Justin menekan luka Zac membuat Zac berteriak kesakitan.
“Kamu pikir aku akan dengan teganya mengiris luka di dirimu?” Zac menunduk mendapati tatapan marah Justin.
“Iya aku tahu kamu tidak akan melakukan itu dengan sengaja.” Zac berucap laun.
***
Justin hanya bisa menggenggam tangannya yang ia taruh di pangkuannya. Rasanya sungguh ia ingin kembali dan meminta Zac menghentikan laju mobilnya. Dia belum siap, lebih tepatnya ia tak akan pernah siap.
Bagaimana resfon semua orang padanya nanti, mengingat beberapa hari yang lalu ia baru saja melihat keterlukaan di keluarga sang pemilik mata dan sekarang Zac malah mengajaknya datang untuk menemuinya lagi.
Nafas berat itu terus keluar dari hidung pria mungil. Zac yang menyadari akan hal yang tak beres tentang kekasihnya. menatap Justin dan memegang tangan Justin yang terasa dingin. Jelas sekali kalau dia gugup sekarang.

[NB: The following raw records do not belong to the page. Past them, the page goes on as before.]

use crate::areas::METADATA_DIR;
use crate::errors::{Error, IoContext, Result};
use bytes::Bytes;
use std::path::{Component, Path, PathBuf};
use walkdir::WalkDir;

/// The working tree
///
/// All paths handed in and out are relative to the working-tree root.
#[derive(Debug)]
pub struct Workspace {
    path: Box<Path>,
    /// Relative paths excluded from scans, matched exactly or as a prefix
    ignore: Vec<PathBuf>,
}

impl Workspace {
    pub fn new(path: Box<Path>, ignore: Vec<PathBuf>) -> Self {
        Workspace { path, ignore }
    }

    pub fn path(&self) -> &Path {
        &self.path
    }

    /// Every regular file under the root, sorted, minus the metadata directory and ignored paths
    pub fn list_files(&self) -> Result<Vec<PathBuf>> {
        let mut files = Vec::new();

        let walker = WalkDir::new(&self.path)
            .min_depth(1)
            .into_iter()
            .filter_entry(|entry| {
                entry
                    .path()
                    .strip_prefix(&self.path)
                    .map(|relative| !self.is_ignored(relative))
                    .unwrap_or(false)
            });

        for entry in walker {
            let entry = entry.map_err(|e| Error::Io {
                context: format!("unable to scan {}", self.path.display()),
                source: e.into(),
            })?;

            if entry.file_type().is_file()
                && let Ok(relative) = entry.path().strip_prefix(&self.path)
            {
                files.push(relative.to_path_buf());
            }
        }

        files.sort();
        Ok(files)
    }

    /// Whether a relative path is the metadata directory or covered by the ignore list
    pub fn is_ignored(&self, path: &Path) -> bool {
        let in_metadata_dir = matches!(
            path.components().next(),
            Some(Component::Normal(name)) if name == METADATA_DIR
        );

        in_metadata_dir || self.ignore.iter().any(|ignored| path.starts_with(ignored))
    }

    pub fn exists(&self, file_path: &Path) -> bool {
        self.path.join(file_path).is_file()
    }

    pub fn read_file(&self, file_path: &Path) -> Result<Bytes> {
        let full_path = self.path.join(file_path);

        match std::fs::read(&full_path) {
            Ok(content) => Ok(content.into()),
            Err(e) if e.kind() == std::io::ErrorKind::NotFound => {
                Err(Error::not_found("file", file_path.display()))
            }
            Err(e) => Err(e).io_path_context("unable to read file", &full_path),
        }
    }

    /// Write a file, creating parent directories and replacing a directory in its way
    pub fn write_file(&self, file_path: &Path, content: &[u8]) -> Result<()> {
        let full_path = self.path.join(file_path);

        if full_path.is_dir() {
            std::fs::remove_dir_all(&full_path)
                .io_path_context("unable to remove existing directory", &full_path)?;
        }
        if let Some(parent) = full_path.parent() {
            self.make_directory(parent)?;
        }

        std::fs::write(&full_path, content).io_path_context("unable to write file", &full_path)
    }

    /// Delete a file and prune the directories it leaves empty
    pub fn remove_file(&self, file_path: &Path) -> Result<()> {
        let full_path = self.path.join(file_path);

        match std::fs::remove_file(&full_path) {
            Ok(()) => {}
            Err(e) if e.kind() == std::io::ErrorKind::NotFound => {}
            Err(e) => return Err(e).io_path_context("unable to remove file", &full_path),
        }

        self.prune_empty_parent_dirs(&full_path)
    }

    fn make_directory(&self, dir_path: &Path) -> Result<()> {
        // a file where a directory is needed gets replaced
        for ancestor in dir_path.ancestors() {
            if ancestor == self.path.as_ref() {
                break;
            }
            if ancestor.is_file() {
                std::fs::remove_file(ancestor)
                    .io_path_context("unable to remove file in the way", ancestor)?;
            }
        }

        std::fs::create_dir_all(dir_path).io_path_context("unable to create directory", dir_path)
    }

    fn prune_empty_parent_dirs(&self, path: &Path) -> Result<()> {
        if let Some(parent) = path.parent()
            && parent != self.path.as_ref()
            && parent.is_dir()
            && parent
                .read_dir()
                .io_path_context("unable to list directory", parent)?
                .next()
                .is_none()
        {
            std::fs::remove_dir(parent)
                .io_path_context("unable to remove empty directory", parent)?;
            self.prune_empty_parent_dirs(parent)?;
        }

        Ok(())
    }
}
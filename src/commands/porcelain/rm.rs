use crate::areas::repository::Repository;
use crate::errors::Result;
use std::path::PathBuf;

impl Repository {
    /// Stop tracking paths, deleting committed files from the working tree
    ///
    /// The next commit drops them from its file table.
    pub fn rm(&self, paths: &[PathBuf]) -> Result<()> {
        let _lock = self.lock()?;
        let mut index = self.refresh_index()?;

        for path in paths {
            let relative = self.relative_path(path)?;
            index.remove_file(&relative, self.workspace())?;
            self.print(format!("rm '{}'", relative.display()))?;
        }

        index.write_updates()
    }
}
use crate::common::command::{
    head_commit_id, init_repository_dir, mim_commit, repository_dir, run_mim_command, stdout_of,
};
use crate::common::file::{FileSpec, write_file};
use assert_fs::TempDir;
use predicates::prelude::predicate;
use pretty_assertions::assert_eq;
use rstest::rstest;

mod common;

#[rstest]
fn first_commit_records_the_file_table(repository_dir: TempDir) {
    let dir = repository_dir.path();
    run_mim_command(dir, &["init"]).assert().success();
    write_file(FileSpec::new(dir.join("a.txt"), "x\n".to_string()));
    run_mim_command(dir, &["add", "a.txt"]).assert().success();

    mim_commit(dir, "c1")
        .assert()
        .success()
        .stdout(predicate::str::is_match(r"^\[master \(root-commit\) [0-9a-f]{7}\] c1\n$").unwrap());

    let blob_id = stdout_of(run_mim_command(dir, &["hash-object", "a.txt"]));
    let head = head_commit_id(dir);
    let commit = stdout_of(run_mim_command(dir, &["cat-file", "-p", &head]));
    assert_eq!(
        commit,
        format!(
            "commit {head}\n\
             author fake_user <fake_email@email.com> 2023-01-01T12:00:00Z\n\
             committer fake_user <fake_email@email.com> 2023-01-01T12:00:00Z\n\
             \n\
             c1\n\
             \n\
             files:\n\
             a.txt\t{}\n",
            blob_id.trim()
        )
    );

    let history = stdout_of(run_mim_command(dir, &["log", "--oneline"]));
    assert_eq!(history.lines().count(), 1);
}

#[rstest]
fn commit_without_staged_files_fails_and_writes_nothing(init_repository_dir: TempDir) {
    let dir = init_repository_dir.path();
    let head = head_commit_id(dir);
    let objects_before = walkdir_count(&dir.join(".mim").join("objects"));

    mim_commit(dir, "nothing here")
        .assert()
        .failure()
        .stderr(predicate::str::contains("nothing to commit"));

    assert_eq!(head_commit_id(dir), head);
    assert_eq!(walkdir_count(&dir.join(".mim").join("objects")), objects_before);
}

#[rstest]
fn commit_without_commits_or_staged_files_fails(repository_dir: TempDir) {
    run_mim_command(repository_dir.path(), &["init"])
        .assert()
        .success();

    mim_commit(repository_dir.path(), "empty")
        .assert()
        .failure()
        .stderr(predicate::str::contains("nothing to commit"));
}

#[rstest]
fn second_commit_links_to_its_parent(init_repository_dir: TempDir) {
    let dir = init_repository_dir.path();
    let first = head_commit_id(dir);
    write_file(FileSpec::new(dir.join("1.txt"), "uno\n".to_string()));
    run_mim_command(dir, &["add", "1.txt"]).assert().success();

    mim_commit(dir, "Second commit")
        .assert()
        .success()
        .stdout(predicate::str::is_match(r"^\[master [0-9a-f]{7}\] Second commit\n$").unwrap());

    let second = head_commit_id(dir);
    let commit = stdout_of(run_mim_command(dir, &["cat-file", "-p", &second]));
    assert!(commit.contains(&format!("\nparent {first}\n")));
    // unchanged files carry over from the parent
    assert!(commit.contains("a/b/3.txt\t"));
}

#[rstest]
fn show_multiple_commits_in_medium_format(init_repository_dir: TempDir) {
    let dir = init_repository_dir.path();
    let first = head_commit_id(dir);
    write_file(FileSpec::new(dir.join("1.txt"), "uno\n".to_string()));
    run_mim_command(dir, &["add", "1.txt"]).assert().success();
    mim_commit(dir, "Second commit\n\nWith a body").assert().success();
    let second = head_commit_id(dir);

    let log = stdout_of(run_mim_command(dir, &["log"]));

    assert_eq!(
        log,
        format!(
            "commit {second}\n\
             Author: fake_user <fake_email@email.com>\n\
             Date:   Sun Jan 1 12:00:00 2023 +0000\n\
             \n    Second commit\n    \n    With a body\n\
             \n\
             commit {first}\n\
             Author: fake_user <fake_email@email.com>\n\
             Date:   Sun Jan 1 12:00:00 2023 +0000\n\
             \n    Initial commit\n\
             \n"
        )
    );
}

#[rstest]
fn show_limited_history_in_oneline_format(init_repository_dir: TempDir) {
    let dir = init_repository_dir.path();
    let mut ids = Vec::new();
    for content in ["2\n", "3\n"] {
        write_file(FileSpec::new(dir.join("1.txt"), content.to_string()));
        run_mim_command(dir, &["add", "1.txt"]).assert().success();
        mim_commit(dir, &format!("Set to {}", content.trim()))
            .assert()
            .success();
        ids.push(head_commit_id(dir));
    }

    let log = stdout_of(run_mim_command(dir, &["log", "--oneline", "-n", "2"]));

    assert_eq!(
        log,
        format!("{} Set to 3\n{} Set to 2\n", &ids[1][..7], &ids[0][..7])
    );
}

#[rstest]
fn show_log_with_no_commits(repository_dir: TempDir) {
    run_mim_command(repository_dir.path(), &["init"])
        .assert()
        .success();

    run_mim_command(repository_dir.path(), &["log"])
        .assert()
        .success()
        .stdout("");
}

#[rstest]
fn write_blob_object_successfully(repository_dir: TempDir) {
    let dir = repository_dir.path();
    run_mim_command(dir, &["init"]).assert().success();
    write_file(FileSpec::new(dir.join("blob.txt"), "raw content".to_string()));

    let object_id = stdout_of(run_mim_command(dir, &["hash-object", "-w", "blob.txt"]));
    let object_id = object_id.trim();

    assert!(
        dir.join(".mim")
            .join("objects")
            .join(&object_id[..2])
            .join(&object_id[2..])
            .is_file()
    );
    run_mim_command(dir, &["cat-file", "-p", &object_id[..8]])
        .assert()
        .success()
        .stdout("raw content");
}

#[rstest]
fn hash_object_without_write_stores_nothing(repository_dir: TempDir) {
    let dir = repository_dir.path();
    run_mim_command(dir, &["init"]).assert().success();
    write_file(FileSpec::new(dir.join("blob.txt"), "raw content".to_string()));

    let object_id = stdout_of(run_mim_command(dir, &["hash-object", "blob.txt"]));

    run_mim_command(dir, &["cat-file", "-p", object_id.trim()])
        .assert()
        .failure()
        .stderr(predicate::str::contains("object not found"));
}

#[rstest]
fn identical_content_is_stored_once(repository_dir: TempDir) {
    let dir = repository_dir.path();
    run_mim_command(dir, &["init"]).assert().success();
    write_file(FileSpec::new(dir.join("a.txt"), "same\n".to_string()));
    write_file(FileSpec::new(dir.join("b.txt"), "same\n".to_string()));

    run_mim_command(dir, &["add", "a.txt", "b.txt"])
        .assert()
        .success();

    assert_eq!(walkdir_count(&dir.join(".mim").join("objects")), 1);
}

fn walkdir_count(dir: &std::path::Path) -> usize {
    walkdir::WalkDir::new(dir)
        .into_iter()
        .filter_map(Result::ok)
        .filter(|entry| entry.file_type().is_file())
        .count()
}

“Semua akan baik-baik saja.” Zac berusaha menenangkan. Melirik sekilas si mata biru kucing dan kembali memfokuskan matanya kearah depan.
“Aku tahu mereka akan marah padaku atau lebih buruknya akan mengusirku karena telah mengambil mata dan jantung Brian.” Zac tersenyum mendapati pikiran konyol Justin.
“Aku berani jamin itu tak akan terjadi.” Zac berucap yakin karena memang itu tak akan terjadi mengingat papanyalah yang meminta ia membawa Justin kerumahnya.
“Tapi-“
“Sudahlah itu tak akan terjadi.”
“Bisakah kita kembali.” Justin berucap takut.
“Kamu tidak lihat di depan.” Justin menatap depan dan dengan jelas matanya melihat gerbang tinggi dengan tulisan cantik dan unik. Warna gold menambah kemewahan pada tulisan tersebut.
“Kita sampai?” Justin bertanya dengan keterkejutan yang kentara membuat Zac hanya terkekeh.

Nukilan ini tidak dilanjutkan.